In this notebook, we'll compare an implementation of multiplicative updates to the built-in scikit-learn version on a toy dataset. (Check out this implementation vs. the one you created in class!)

##**Activity**

We’re going to try out [an implementation](https://github.com/jamiehadd/Math189AD-MathematicalDataScienceAndTopicModeling/blob/main/mult_ups.py) of multiplicative updates to train NMF.

### Tasks

* Visualize the NMF output of our implementation for various numbers of iterations.
* Compare the outputs of the built-in implementation to ours for various choices of iterations!

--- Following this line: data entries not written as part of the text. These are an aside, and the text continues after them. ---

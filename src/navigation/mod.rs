//! Navigation stacks and the transitions flows use to show surfaces on them.

mod stack;
mod surface;
mod tab;
mod transition;

use crate::Result;
use crate::flow::FlowController;
use crate::flow::audit::{FlowAuditEvent, FlowAuditStage};
use crate::logging::{LogLevel, json_str};

pub use stack::{ModalStyle, NavigationStack, Presentation};
pub use surface::{Surface, SurfaceRef, same_surface};
pub use tab::{TabFlow, TabNavigation};
pub use transition::{Navigator, SimpleTransition, SourceSurface, Transition};

pub(crate) const NAVIGATION_TARGET: &str = "flowcoord::navigation";

/// A flow that shows its surfaces through a fixed [`Navigator`].
pub trait NavigationalFlow: FlowController {
    fn navigator(&self) -> &Navigator;

    fn present(&self, surface: SurfaceRef) -> Result<()> {
        let title = surface.title().to_string();
        let navigator = self.navigator();
        navigator.present(surface)?;

        let core = self.core();
        let kind = navigator.transition().kind();
        let diagnostics = core.diagnostics();
        diagnostics.record(|metrics| metrics.record_presentation());
        diagnostics.audit(|| {
            FlowAuditEvent::builder(FlowAuditStage::SurfacePresented)
                .flow(core.id())
                .detail("transition", kind)
                .detail("surface", title.as_str())
                .finish()
        });
        diagnostics.log(
            LogLevel::Debug,
            NAVIGATION_TARGET,
            "surface_presented",
            [
                json_str("flow", core.label()),
                json_str("transition", kind),
                json_str("surface", title.as_str()),
            ],
        );
        Ok(())
    }
}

The dataset we'll explore is the Swimmer dataset, which was built by Donoho and Stodden for their NeurIPS 2004 paper [When does nonnegative matrix factorization give a correct decomposition into parts?](https://proceedings.neurips.cc/paper/2003/file/1843e35d41ccf6e63273495ba42df3c1-Paper.pdf)  This is a synthetic image dataset where the data points are images of a stick-figure model of a swimmer with four limbs that occur in various positions.

In [None]:
import scipy.io
import numpy as np
import matplotlib.pyplot as plt
import warnings
from sklearn.decomposition import NMF
from sklearn.decomposition import PCA
from sklearn.cluster import KMeans

warnings.simplefilter("ignore")                                                 #the sklearn NMF function likes to warn when we hit max_iters, so we'll suppress warnings here

In [None]:
url="https://raw.githubusercontent.com/jamiehadd/Math189AD-MathematicalDataScienceAndTopicModeling/main/mult_ups.py"
!wget --no-cache --backups=1 {url}
from mult_ups import mult_ups

In [None]:
from google.colab import drive
drive.mount('/content/drive')

In [None]:
cd '/content/drive/Shareddrives/Math 189AD FA22: Datasets'

In [None]:
mat = scipy.io.loadmat("Swimmer.mat")                 #load the dataset
X = mat['X']                                          #in this .mat file, the data is called X
numPixels, numPics = X.shape                          #record the number of images in the dataset, and number of pixels in each image

pic17 = np.reshape(X[:,17],(11,20));                  #grab the 17th image and reshape into image format
pic170 = np.reshape(X[:,170],(11,20));                #grab the 170th image and reshape into image format

In [None]:
plt.figure(figsize=[15,6])

plt.suptitle("Swimmer Images");
plt.subplot(1,2,1);
plt.imshow(pic17);                                   #display images
plt.title("Image 17");
plt.xticks([]);
plt.yticks([]);

plt.subplot(1,2,2);
plt.imshow(pic170);
plt.title("Image 170");
plt.xticks([]);
plt.yticks([]);

Now we'll apply our NMF implementation and the built-in version in scikit-learn and compare the results!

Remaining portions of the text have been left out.